Yoga Texts and Muktasana
A yoga posture named Muktasana is described in the Hatha Yoga Pradipika, although it is merely considered another name for the more famous basic posture, Siddhasana. A number of the Yoga Upanishads mention the Muktasana (while omitting the Siddhasana), and the matching descriptions further indicate that the posture known as Muktasana was merely Siddhasana under a different name. The Gheranda Samhita describes the contemporary Muktasana. The description clearly indicates that the pose is derived from the Siddhasana.

Steps of Muktasana
The steps of Muktasana are simple and it can be performed by anyone. However, beginning the asana under the guidance of yoga expert is a good idea.
  • As in the Siddhasana, sit with legs fully stretched out.
  • Bend the left leg at the knee joint slowly and tactfully as in Siddhasana.
  • Then fold it in such a way that the left heel is placed directly over the genitals.
  • Now place the right heel exactly over the left one, as if both are one.
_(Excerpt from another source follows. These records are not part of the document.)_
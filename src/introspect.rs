use alloc::{collections::BTreeMap, string::String};
use tracing::debug;

use crate::{any::TypeInfo, constructor::Constructor};

/// What the host knows about a type name
#[derive(Clone, Debug)]
pub enum TypeDescriptor {
    /// An interface or abstract type, it can be bound but never constructed implicitly
    Abstract,
    /// A constructible type
    Concrete(Constructor),
}

impl TypeDescriptor {
    #[inline]
    #[must_use]
    pub const fn constructor(&self) -> Option<&Constructor> {
        match self {
            TypeDescriptor::Abstract => None,
            TypeDescriptor::Concrete(constructor) => Some(constructor),
        }
    }
}

/// The capability the resolver uses to learn how types are constructed.
///
/// Implementations are assumed total for any type the host can reference:
/// `None` means the name isn't a type at all.
pub trait Introspect {
    fn describe(&self, type_name: &str) -> Option<&TypeDescriptor>;

    #[inline]
    fn is_concrete(&self, type_name: &str) -> bool {
        matches!(self.describe(type_name), Some(TypeDescriptor::Concrete(_)))
    }
}

/// Map-backed [`Introspect`] implementation, filled per type at registration time
#[derive(Clone, Debug, Default)]
pub struct TypeCatalog {
    types: BTreeMap<String, TypeDescriptor>,
}

impl TypeCatalog {
    #[inline]
    #[must_use]
    pub const fn new() -> Self {
        Self { types: BTreeMap::new() }
    }

    #[inline]
    #[must_use]
    pub fn concrete(mut self, type_name: impl Into<String>, constructor: Constructor) -> Self {
        self.insert(type_name, TypeDescriptor::Concrete(constructor));
        self
    }

    /// Registers a concrete type under its short type name, e.g. `Circle`
    #[inline]
    #[must_use]
    pub fn concrete_of<T: ?Sized + 'static>(self, constructor: Constructor) -> Self {
        self.concrete(TypeInfo::of::<T>().short_name(), constructor)
    }

    #[inline]
    #[must_use]
    pub fn abstract_type(mut self, type_name: impl Into<String>) -> Self {
        self.insert(type_name, TypeDescriptor::Abstract);
        self
    }

    /// Registers the descriptor, returning the replaced one
    pub fn insert(&mut self, type_name: impl Into<String>, descriptor: TypeDescriptor) -> Option<TypeDescriptor> {
        let type_name = type_name.into();
        debug!(type_name = type_name.as_str(), "Type described");
        self.types.insert(type_name, descriptor)
    }

    pub fn remove(&mut self, type_name: &str) -> Option<TypeDescriptor> {
        self.types.remove(type_name)
    }

    #[inline]
    #[must_use]
    pub fn len(&self) -> usize {
        self.types.len()
    }

    #[inline]
    #[must_use]
    pub fn is_empty(&self) -> bool {
        self.types.is_empty()
    }
}

impl Introspect for TypeCatalog {
    #[inline]
    fn describe(&self, type_name: &str) -> Option<&TypeDescriptor> {
        self.types.get(type_name)
    }
}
  • Remember to press the heels uniformly towards the back and up against the hypo-gastric plexus which is supposed to control the reproductive organs.
  • Now keep the body firm and the neck straight.
  • Then arrange the hands and fingers.


  • Benefits of Muktasana
  • This asana exercises the abductors, flexors; external rotates of the hip and the ankle plantar frelxors.
  • It helps to direct the energy from the lower psychic centres upwards to the spine. This process produces a stimulus to the brain calming the entire nervous system.
  • It also helps to calm the mind and get rid of negative thoughts.
  • It improves concentration and memory.